A hiatal hernia occurs when part of the upper stomach moves into the chest area. A paraesophageal hernia refers to larger portions of the stomach or even other parts of the bowel that are pushed up into the chest. Typically, your stomach sits below your diaphragm, but in hiatal and paraesophageal hernias, it can be found above the diaphragm.
What are the symptoms?
Hiatal and paraesophageal hernias usually do not cause symptoms, but they can significantly increase your risk of having reflux. Some associated symptoms are:
- Heartburn: a burning feeling in the chest
- Regurgitation: when acidic foods back into the mouth or throat
- Trouble swallowing
- Chest pain
- Changes in voice or sore throat
- Unexplained cough
How is it diagnosed?
Hiatal and paraesophageal hernias are usually diagnosed with an EGD or upper endoscopy, where a flexible camera is used to evaluate the esophagus and stomach.

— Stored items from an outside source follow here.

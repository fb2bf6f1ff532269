//! Binary serialisation of DFAs. The format leans on the transition tables
//! being long runs of the same target:
//!
//! ```text
//! LEB128(state count)
//! per state, in order:
//!   one byte: accepting << 1 | terminating
//!   run-length pairs covering bytes 0..=255 in order, each pair being
//!     one byte: run length - 1
//!     LEB128(target state id)
//! ```
//!
//! Runs are maximal, so no two adjacent pairs name the same target. The
//! deserialiser trusts its input apart from bounds-checking state ids.

use crate::dfa::{Dfa, DfaState};
use nom::combinator::all_consuming;
use nom::error::{Error, ErrorKind, ParseError};
use nom::multi::count;
use nom::number::complete::u8 as any_byte;
use nom::{Finish, IResult};

fn leb128_push(buf: &mut Vec<u8>, mut n: usize) {
    while n >> 7 != 0 {
        buf.push(n as u8 | 0x80);
        n >>= 7;
    }
    buf.push(n as u8);
}

fn leb128(mut input: &[u8]) -> IResult<&[u8], usize> {
    let mut n = 0;
    let mut shift = 0;
    loop {
        let (rest, byte) = any_byte(input)?;
        n |= ((byte & 0x7f) as usize) << shift;
        shift += 7;
        input = rest;
        if byte & 0x80 == 0 {
            return Ok((input, n));
        }
    }
}

fn state(state_count: usize) -> impl Fn(&[u8]) -> IResult<&[u8], DfaState> {
    move |input| {
        let (mut input, flags) = any_byte(input)?;
        let mut transitions = [0usize; 256];
        let mut byte = 0;
        while byte < 256 {
            let (rest, run) = any_byte(input)?;
            let (rest, target) = leb128(rest)?;
            if target >= state_count {
                return Err(nom::Err::Failure(Error::from_error_kind(
                    input,
                    ErrorKind::Verify,
                )));
            }
            for _ in 0..=run {
                if byte < 256 {
                    transitions[byte] = target;
                    byte += 1;
                }
            }
            input = rest;
        }
        Ok((
            input,
            DfaState {
                transitions,
                accepting: flags >> 1 & 1 != 0,
                terminating: flags & 1 != 0,
            },
        ))
    }
}

fn dfa(input: &[u8]) -> IResult<&[u8], Dfa> {
    let (rest, state_count) = leb128(input)?;
    if state_count == 0 {
        // a DFA always has at least its initial state
        return Err(nom::Err::Failure(Error::from_error_kind(
            input,
            ErrorKind::Verify,
        )));
    }
    let (rest, states) = count(state(state_count), state_count)(rest)?;
    Ok((rest, Dfa { states }))
}

impl Dfa {
    /// Serialises this DFA to the compact binary format above.
    pub fn to_bytes(&self) -> Vec<u8> {
        let mut buf = Vec::new();
        leb128_push(&mut buf, self.states.len());
        for state in &self.states {
            buf.push((state.accepting as u8) << 1 | state.terminating as u8);
            let mut byte = 0;
            while byte < 256 {
                let start = byte;
                while byte < 255 && state.transitions[byte] == state.transitions[byte + 1] {
                    byte += 1;
                }
                buf.push((byte - start) as u8);
                leb128_push(&mut buf, state.transitions[byte]);
                byte += 1;
            }
        }
        buf
    }

    /// Deserialises a DFA previously written by [Dfa::to_bytes]. The whole
    /// buffer must be consumed. The payload is trusted: flags and the shape
    /// of the automaton are taken at face value.
    pub fn from_bytes(bytes: &[u8]) -> Result<Dfa, Error<&[u8]>> {
        all_consuming(dfa)(bytes).finish().map(|(_, dfa)| dfa)
    }
}

#[cfg(test)]
mod tests {
    use super::*;
    use crate::parser;

    #[test]
    fn round_trip() {
        for pattern in ["", "abba", "(a|b)*abb", "\\d{2,4}", "~a+", "a&[ab]"] {
            let dfa = parser::pattern(pattern).unwrap().to_dfa();
            let restored = Dfa::from_bytes(&dfa.to_bytes()).unwrap();
            assert_eq!(dfa, restored, "{pattern:?}");
        }
    }

    #[test]
    fn golden_bytes() {
        // the DFA for the empty pattern: an accepting initial state and a
        // terminating dead state
        let dfa = parser::pattern("").unwrap().to_dfa();
        assert_eq!(dfa.to_bytes(), [0x02, 0x02, 0xff, 0x01, 0x01, 0xff, 0x00]);
    }

    #[test]
    fn truncated_and_trailing_input_are_rejected() {
        let bytes = parser::pattern("ab").unwrap().to_dfa().to_bytes();
        assert!(Dfa::from_bytes(&bytes[..bytes.len() - 1]).is_err());
        let mut padded = bytes.clone();
        padded.push(0);
        assert!(Dfa::from_bytes(&padded).is_err());
    }

    #[test]
    fn out_of_range_target_is_rejected() {
        // one state whose transitions all name state 7
        let bytes = [0x01, 0x00, 0xff, 0x07];
        assert!(Dfa::from_bytes(&bytes).is_err());
    }
}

Sometimes they are incidentally found on X-rays, CT scans, or MRIs.
How is it treated?
Small hiatal hernias are common and typically do not need to be treated, but the associated heartburn can be treated. Larger hiatal hernias or paraesophageal hernias are typically treated with surgical repair. Surgery will not only improve the hernia but usually improves the symptoms of reflux.